» **Exercise material**
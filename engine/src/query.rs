//! Boolean query parsing.
//!
//! A query is split into terms, quoted phrases, operators and parentheses,
//! then reordered into postfix form with the shunting-yard algorithm.
//!
//! # Precedence (highest to lowest)
//!
//! 1. `NOT` (right associative, so `NOT NOT a` nests)
//! 2. `AND`
//! 3. `OR`
//!
//! Operators are matched case-insensitively; there is no implicit AND
//! between adjacent terms.

use crate::error::QueryError;
use crate::html::is_space;
use std::fmt;

#[derive(Debug, Clone, PartialEq, Eq)]
pub enum QueryToken {
    Term(String),
    Phrase(String),
    And,
    Or,
    Not,
    LParen,
    RParen,
}

impl QueryToken {
    fn precedence(&self) -> u8 {
        match self {
            QueryToken::Not => 3,
            QueryToken::And => 2,
            QueryToken::Or => 1,
            _ => 0,
        }
    }

    fn is_right_associative(&self) -> bool {
        matches!(self, QueryToken::Not)
    }

    fn from_word(word: &str) -> Self {
        if word.eq_ignore_ascii_case("AND") {
            QueryToken::And
        } else if word.eq_ignore_ascii_case("OR") {
            QueryToken::Or
        } else if word.eq_ignore_ascii_case("NOT") {
            QueryToken::Not
        } else {
            QueryToken::Term(word.to_string())
        }
    }
}

impl fmt::Display for QueryToken {
    fn fmt(&self, f: &mut fmt::Formatter<'_>) -> fmt::Result {
        match self {
            QueryToken::Term(t) => write!(f, "{t}"),
            QueryToken::Phrase(p) => write!(f, "\"{p}\""),
            QueryToken::And => write!(f, "AND"),
            QueryToken::Or => write!(f, "OR"),
            QueryToken::Not => write!(f, "NOT"),
            QueryToken::LParen => write!(f, "("),
            QueryToken::RParen => write!(f, ")"),
        }
    }
}

/// Only ASCII whitespace separates words; U+00A0 and friends stay inside a term.
fn is_query_space(c: char) -> bool {
    c.is_ascii() && is_space(c as u8)
}

/// Split a query into tokens. Never fails: an unterminated quote runs to the
/// end of the input.
pub fn tokenize_query(query: &str) -> Vec<QueryToken> {
    let mut out = Vec::new();
    let mut chars = query.char_indices().peekable();

    while let Some(&(start, c)) = chars.peek() {
        match c {
            c if is_query_space(c) => {
                chars.next();
            }
            '(' => {
                chars.next();
                out.push(QueryToken::LParen);
            }
            ')' => {
                chars.next();
                out.push(QueryToken::RParen);
            }
            '"' => {
                chars.next();
                let body_start = start + 1;
                let mut end = query.len();
                for (i, c) in chars.by_ref() {
                    if c == '"' {
                        end = i;
                        break;
                    }
                }
                out.push(QueryToken::Phrase(query[body_start..end].to_string()));
            }
            _ => {
                let mut end = query.len();
                while let Some(&(i, c)) = chars.peek() {
                    if is_query_space(c) || matches!(c, '(' | ')' | '"') {
                        end = i;
                        break;
                    }
                    chars.next();
                }
                out.push(QueryToken::from_word(&query[start..end]));
            }
        }
    }
    out
}

/// Convert tokens to postfix order. Only operands and `AND`/`OR`/`NOT`
/// appear in the output.
pub fn tokens_to_postfix(tokens: Vec<QueryToken>) -> Result<Vec<QueryToken>, QueryError> {
    let mut output = Vec::with_capacity(tokens.len());
    let mut ops: Vec<QueryToken> = Vec::new();

    for token in tokens {
        match token {
            QueryToken::Term(_) | QueryToken::Phrase(_) => output.push(token),
            QueryToken::And | QueryToken::Or | QueryToken::Not => {
                while let Some(top) = ops.last() {
                    if *top == QueryToken::LParen {
                        break;
                    }
                    let (p_top, p_cur) = (top.precedence(), token.precedence());
                    if p_top > p_cur || (p_top == p_cur && !token.is_right_associative()) {
                        output.extend(ops.pop());
                    } else {
                        break;
                    }
                }
                ops.push(token);
            }
            QueryToken::LParen => ops.push(token),
            QueryToken::RParen => loop {
                match ops.pop() {
                    Some(QueryToken::LParen) => break,
                    Some(op) => output.push(op),
                    None => return Err(QueryError::MismatchedParentheses),
                }
            },
        }
    }

    while let Some(op) = ops.pop() {
        if matches!(op, QueryToken::LParen | QueryToken::RParen) {
            return Err(QueryError::MismatchedParentheses);
        }
        output.push(op);
    }
    Ok(output)
}

pub fn to_postfix(query: &str) -> Result<Vec<QueryToken>, QueryError> {
    tokens_to_postfix(tokenize_query(query))
}
//! Core dataset definitions: the fixed column schema and encoded records.

use std::path::PathBuf;

use crate::network::Variable;

/// Outcome variable predicted by the model.
pub const TARGET: &str = "Risque_cardiaque";

/// Number of columns in the schema (nine risk factors plus the outcome).
pub const N_COLUMNS: usize = 10;

/// One categorical column of the dataset and its form presentation.
#[derive(Copy, Clone, Debug)]
pub struct ColumnSpec {
    /// CSV header name, also the network node name.
    pub name: &'static str,
    /// State labels indexed by code.
    pub states: &'static [&'static str],
    /// Question shown on the form.
    pub prompt: &'static str,
    /// Order in which the form offers the labels.
    pub options: &'static [&'static str],
}

const YES_NO: &[&str] = &["Non", "Oui"];
const OUI_NON: &[&str] = &["Oui", "Non"];

/// The fixed schema, risk factors first and the outcome last.
pub static SCHEMA: [ColumnSpec; N_COLUMNS] = [
    ColumnSpec {
        name: "Age",
        states: &["Jeune", "Moyen", "Adulte"],
        prompt: "Tranche d'âge",
        options: &["Jeune", "Moyen", "Adulte"],
    },
    ColumnSpec {
        name: "Sexe",
        states: &["Femme", "Homme"],
        prompt: "Sexe",
        options: &["Homme", "Femme"],
    },
    ColumnSpec {
        name: "Tabagisme",
        states: YES_NO,
        prompt: "Fumeur ?",
        options: OUI_NON,
    },
    ColumnSpec {
        name: "Hypertension",
        states: YES_NO,
        prompt: "Hypertension ?",
        options: OUI_NON,
    },
    ColumnSpec {
        name: "Cholesterol_eleve",
        states: YES_NO,
        prompt: "Cholestérol élevé ?",
        options: OUI_NON,
    },
    ColumnSpec {
        name: "Antecedents_familiaux",
        states: YES_NO,
        prompt: "Antécédents familiaux ?",
        options: OUI_NON,
    },
    ColumnSpec {
        name: "Activite_physique",
        states: YES_NO,
        prompt: "Activité physique régulière ?",
        options: OUI_NON,
    },
    ColumnSpec {
        name: "Diabete",
        states: YES_NO,
        prompt: "Diabète ?",
        options: OUI_NON,
    },
    ColumnSpec {
        name: "Stress_chronique",
        states: YES_NO,
        prompt: "Stress chronique ?",
        options: OUI_NON,
    },
    ColumnSpec {
        name: TARGET,
        states: YES_NO,
        prompt: "Risque cardiaque",
        options: OUI_NON,
    },
];

/// Risk-factor columns (everything except the outcome).
pub fn risk_factors() -> &'static [ColumnSpec] {
    &SCHEMA[..N_COLUMNS - 1]
}

/// Position of the outcome column in a [`Record`].
pub const TARGET_INDEX: usize = N_COLUMNS - 1;

pub fn column(name: &str) -> Option<(usize, &'static ColumnSpec)> {
    SCHEMA.iter().enumerate().find(|(_, c)| c.name == name)
}

/// Schema columns as network variables, in record order.
pub fn schema_variables() -> Vec<Variable> {
    SCHEMA
        .iter()
        .map(|c| Variable::new(c.name, c.states.iter().copied()))
        .collect()
}

/// One encoded row; codes follow [`SCHEMA`] order.
#[derive(Copy, Clone, Debug, PartialEq, Eq, Hash)]
pub struct Record(pub [usize; N_COLUMNS]);

impl Record {
    pub fn outcome(&self) -> usize {
        self.0[TARGET_INDEX]
    }

    pub fn get(&self, name: &str) -> Option<usize> {
        column(name).map(|(idx, _)| self.0[idx])
    }
}

impl AsRef<[usize]> for Record {
    fn as_ref(&self) -> &[usize] {
        &self.0
    }
}

/// Loaded, fully encoded dataset.
#[derive(Clone, Debug)]
pub struct Dataset {
    pub source: PathBuf,
    pub records: Vec<Record>,
    /// Hex fingerprint of the encoded content, used as a cache key and for lineage.
    pub fingerprint: String,
}

impl Dataset {
    pub fn len(&self) -> usize {
        self.records.len()
    }

    pub fn is_empty(&self) -> bool {
        self.records.is_empty()
    }
}

/// Result of a train/test split.
#[derive(Clone, Debug)]
pub struct Split {
    pub train: Vec<Record>,
    pub test: Vec<Record>,
}
//! Domain primitives for hold-out evaluation.

use serde::{Deserialize, Serialize};

/// Binary confusion counts for the outcome, `[[tn, fp], [fn, tp]]`.
#[derive(Copy, Clone, Debug, Default, PartialEq, Eq, Serialize, Deserialize)]
pub struct Confusion {
    pub tn: usize,
    pub fp: usize,
    #[serde(rename = "fn")]
    pub fn_: usize,
    pub tp: usize,
}

impl Confusion {
    pub fn as_matrix(&self) -> [[usize; 2]; 2] {
        [[self.tn, self.fp], [self.fn_, self.tp]]
    }
}

/// Summary of evaluation metrics for a fitted model.
#[derive(Clone, Debug, PartialEq, Serialize, Deserialize)]
pub struct EvalSuite {
    pub accuracy: f64,
    pub n_test: usize,
    pub confusion: Confusion,
}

» **Assignment**
Transcribe exactly the line containing "fn as_ref(&self) ->" along with all later lines of the material, through its last line. Add nothing.

» **Your response**
    fn as_ref(&self) -> &[usize] {
        &self.0
    }
}

/// Loaded, fully encoded dataset.
#[derive(Clone, Debug)]
pub struct Dataset {
    pub source: PathBuf,
    pub records: Vec<Record>,
    /// Hex fingerprint of the encoded content, used as a cache key and for lineage.
    pub fingerprint: String,
}

impl Dataset {
    pub fn len(&self) -> usize {
        self.records.len()
    }

    pub fn is_empty(&self) -> bool {
        self.records.is_empty()
    }
}

/// Result of a train/test split.
#[derive(Clone, Debug)]
pub struct Split {
    pub train: Vec<Record>,
    pub test: Vec<Record>,
}
//! Domain primitives for hold-out evaluation.

use serde::{Deserialize, Serialize};

/// Binary confusion counts for the outcome, `[[tn, fp], [fn, tp]]`.
#[derive(Copy, Clone, Debug, Default, PartialEq, Eq, Serialize, Deserialize)]
pub struct Confusion {
    pub tn: usize,
    pub fp: usize,
    #[serde(rename = "fn")]
    pub fn_: usize,
    pub tp: usize,
}

impl Confusion {
    pub fn as_matrix(&self) -> [[usize; 2]; 2] {
        [[self.tn, self.fp], [self.fn_, self.tp]]
    }
}

/// Summary of evaluation metrics for a fitted model.
#[derive(Clone, Debug, PartialEq, Serialize, Deserialize)]
pub struct EvalSuite {
    pub accuracy: f64,
    pub n_test: usize,
    pub confusion: Confusion,
}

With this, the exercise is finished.